The basic equations of Darcy flow coupled to thermal transport are:
$$\nabla \cdot \vec{u} = 0 \\ \vec{u} = -\frac{\mathbf{K}}{\mu} (\nabla p - \rho \vec{g}) \\ \sigma \frac{\partial T}{\partial t} + \vec{u}\cdot\nabla T - k\nabla^2 T = 0$$
where $$\vec{u}$$ is the fluid velocity, $$\mathbf{K}$$ is the permeability tensor, $$\mu$$ is fluid viscosity, $$p$$ is the pressure, $$\rho$$ is the fluid density, $$\vec{g}$$ is the gravity vector, $$T$$ is the temperature, $$\sigma$$ is the ratio of the heat capacity of the medium to the heat capacity of the fluid, and $$k$$ is the effective thermal diffusivity of the saturated medium.

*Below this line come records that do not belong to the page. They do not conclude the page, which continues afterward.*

use std::collections::HashMap;

use thiserror::Error;

use crate::event::Token;
use crate::value::{Value, ValueError, ValueKind};

#[derive(Error, Debug, Clone, PartialEq, Eq)]
pub enum ArgError {
    #[error(transparent)]
    Value(#[from] ValueError),
    #[error("Expected required argument '{}'", _0)]
    MissingArgument(String),
    #[error("Too many arguments")]
    TooManyArguments,
    #[error("Argument '{}' not found", _0)]
    NotFound(String),
    #[error("Invalid signature: {}", _0)]
    InvalidSignature(String),
}

/// One positional parameter declaration. A catchall arg collects all
/// remaining tokens into a list and must be the last arg of a signature.
pub struct Arg {
    name: String,
    kind: ValueKind,
    default: Option<Value>,
    catchall: bool,
}

impl Arg {
    pub fn new(name: &str, kind: ValueKind) -> Self {
        Self {
            name: name.to_owned(),
            kind,
            default: None,
            catchall: false,
        }
    }

    pub fn with_default(name: &str, kind: ValueKind, default: Value) -> Self {
        Self {
            name: name.to_owned(),
            kind,
            default: Some(default),
            catchall: false,
        }
    }

    /// Variadic trailing parameter; `kind` is the element kind.
    pub fn catchall(name: &str, kind: ValueKind) -> Self {
        Self {
            name: name.to_owned(),
            kind,
            default: None,
            catchall: true,
        }
    }

    pub fn get_name(&self) -> &String {
        &self.name
    }

    pub fn get_kind(&self) -> &ValueKind {
        &self.kind
    }

    pub fn get_default(&self) -> Option<&Value> {
        self.default.as_ref()
    }

    pub fn is_catchall(&self) -> bool {
        self.catchall
    }
}

/// Check the structural invariants of an ordered signature:
/// at most one catchall, and only in last position.
pub fn validate_signature(args: &[Arg]) -> Result<(), ArgError> {
    let catchalls = args.iter().filter(|arg| arg.is_catchall()).count();
    if catchalls > 1 {
        return Err(ArgError::InvalidSignature(
            "at most one catchall argument is allowed".to_owned(),
        ));
    }
    if catchalls == 1 && !args.last().map(Arg::is_catchall).unwrap_or(false) {
        return Err(ArgError::InvalidSignature(
            "catchall argument must be last".to_owned(),
        ));
    }
    Ok(())
}

/// Bind event tokens against a signature, coercing each token to its
/// declared kind. Arity must match exactly unless the signature ends
/// with a catchall.
pub fn bind(specs: &[Arg], tokens: &[Token]) -> Result<Arguments, ArgError> {
    let mut values = HashMap::new();
    let mut cursor = 0;

    for spec in specs {
        if spec.is_catchall() {
            let mut rest = Vec::new();
            while cursor < tokens.len() {
                rest.push(coerce_catchall_token(spec.get_kind(), &tokens[cursor])?);
                cursor += 1;
            }
            values.insert(spec.get_name().clone(), Value::List(rest));
            continue;
        }

        match tokens.get(cursor) {
            Some(token) => {
                values.insert(spec.get_name().clone(), coerce_token(spec.get_kind(), token)?);
                cursor += 1;
            }
            None => match spec.get_default() {
                Some(default) => {
                    values.insert(spec.get_name().clone(), default.clone());
                }
                None => return Err(ArgError::MissingArgument(spec.get_name().clone())),
            },
        }
    }

    if cursor < tokens.len() {
        return Err(ArgError::TooManyArguments);
    }

    Ok(Arguments::new(values))
}

fn coerce_token(kind: &ValueKind, token: &Token) -> Result<Value, ArgError> {
    match token {
        Token::Atom(raw) => Ok(kind.coerce(raw)?),
        // A group only binds to a list kind, element-wise
        Token::Group(event) => match kind {
            ValueKind::List(inner) => {
                let mut values = Vec::new();
                for inner_token in event.tokens() {
                    values.push(coerce_token(inner, inner_token)?);
                }
                Ok(Value::List(values))
            }
            other => Err(ValueError::TypeMismatch {
                expected: other.clone(),
                got: format!("({})", event),
            }
            .into()),
        },
    }
}

// Under a catchall, a group token becomes a list of the element kind
fn coerce_catchall_token(kind: &ValueKind, token: &Token) -> Result<Value, ArgError> {
    match token {
        Token::Atom(_) => coerce_token(kind, token),
        Token::Group(_) => coerce_token(&ValueKind::list_of(kind.clone()), token),
    }
}

/// Typed values produced by binding, addressed by arg name.
/// Values are moved out on access.
pub struct Arguments {
    values: HashMap<String, Value>,
}

impl Arguments {
    pub fn new(values: HashMap<String, Value>) -> Self {
        Self { values }
    }

    pub fn get_value(&mut self, name: &str) -> Result<Value, ArgError> {
        self.values
            .remove(name)
            .ok_or_else(|| ArgError::NotFound(name.to_owned()))
    }

    pub fn has_argument(&self, name: &str) -> bool {
        self.values.contains_key(name)
    }

    // Get flag value
    // If its not present, return false
    pub fn get_flag(&mut self, name: &str) -> Result<bool, ArgError> {
        match self.values.remove(name) {
            Some(value) => Ok(value.to_bool()?),
            None => Ok(false),
        }
    }

    pub fn size(&self) -> usize {
        self.values.len()
    }
}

We shall henceforth assume that $$\vec{g} = \vec{0}$$.  If gravity is important, it is possible to include buoyancy effects in the fluid density by introducing Boussinesq's "slightly compressible" approximation, $$\rho = \rho_0 (1 - \alpha(T - T_0))$$.  Using this assumption, taking the divergence of the second equation, and imposing the divergence-free condition leads to the following system of two equations in the unknowns $$p$$ and $$T$$:
$$-\nabla \cdot \frac{\mathbf{K}}{\mu} \nabla p = 0 \\ \sigma \frac{\partial T}{\partial t} + \vec{u}\cdot\nabla T - k\nabla^2 T = 0$$
where $$\vec{u} = -\frac{\mathbf{K}}{\mu} \nabla p$$.  That is, the pressure satisfies Laplace's equation (with possibly non-constant coefficients) and the temperature satisfies the linear convection-diffusion equation.